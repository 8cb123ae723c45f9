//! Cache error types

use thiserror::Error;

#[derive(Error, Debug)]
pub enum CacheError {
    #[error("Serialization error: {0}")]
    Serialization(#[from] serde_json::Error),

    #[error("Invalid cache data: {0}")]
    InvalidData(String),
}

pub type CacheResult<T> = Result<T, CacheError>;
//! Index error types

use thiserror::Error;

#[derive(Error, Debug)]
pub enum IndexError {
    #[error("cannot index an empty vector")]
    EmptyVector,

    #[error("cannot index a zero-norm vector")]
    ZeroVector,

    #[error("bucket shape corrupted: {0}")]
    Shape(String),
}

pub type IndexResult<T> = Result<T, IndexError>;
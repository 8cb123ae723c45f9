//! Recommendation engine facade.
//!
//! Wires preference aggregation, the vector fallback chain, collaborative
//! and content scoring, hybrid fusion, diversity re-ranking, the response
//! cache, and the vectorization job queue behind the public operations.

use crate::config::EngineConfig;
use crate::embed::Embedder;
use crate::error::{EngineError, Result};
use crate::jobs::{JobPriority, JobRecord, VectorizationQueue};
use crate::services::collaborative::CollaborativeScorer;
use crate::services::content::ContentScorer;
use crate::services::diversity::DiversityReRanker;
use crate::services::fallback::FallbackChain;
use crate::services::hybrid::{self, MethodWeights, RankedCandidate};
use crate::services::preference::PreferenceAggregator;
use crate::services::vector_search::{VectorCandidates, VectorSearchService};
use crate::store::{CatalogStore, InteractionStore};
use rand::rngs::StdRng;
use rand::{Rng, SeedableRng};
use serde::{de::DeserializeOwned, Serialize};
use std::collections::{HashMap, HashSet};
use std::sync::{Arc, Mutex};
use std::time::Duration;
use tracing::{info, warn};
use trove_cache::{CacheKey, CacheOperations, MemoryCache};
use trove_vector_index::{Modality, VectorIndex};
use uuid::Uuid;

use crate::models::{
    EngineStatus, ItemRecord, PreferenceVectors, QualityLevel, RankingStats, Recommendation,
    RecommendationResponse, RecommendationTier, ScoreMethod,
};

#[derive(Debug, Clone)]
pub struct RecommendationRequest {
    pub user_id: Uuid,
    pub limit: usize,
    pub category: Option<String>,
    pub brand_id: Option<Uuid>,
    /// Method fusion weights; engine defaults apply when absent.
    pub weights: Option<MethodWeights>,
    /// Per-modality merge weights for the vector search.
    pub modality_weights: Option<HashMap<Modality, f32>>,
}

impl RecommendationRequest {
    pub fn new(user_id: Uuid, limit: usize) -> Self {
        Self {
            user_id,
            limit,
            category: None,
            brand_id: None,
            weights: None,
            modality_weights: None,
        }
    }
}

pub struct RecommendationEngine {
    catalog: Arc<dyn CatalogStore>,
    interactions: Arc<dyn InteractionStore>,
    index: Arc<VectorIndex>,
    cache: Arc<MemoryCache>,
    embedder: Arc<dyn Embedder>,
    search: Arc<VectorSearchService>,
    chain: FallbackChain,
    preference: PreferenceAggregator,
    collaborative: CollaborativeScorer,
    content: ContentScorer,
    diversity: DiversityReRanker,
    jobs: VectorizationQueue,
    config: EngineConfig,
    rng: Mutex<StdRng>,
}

----------------

PROBLEM DESCRIPTION ->
Only a number is wanted here: the tally of lines in the entries that include the word "EngineConfig".

RESPONSE AREA ->
2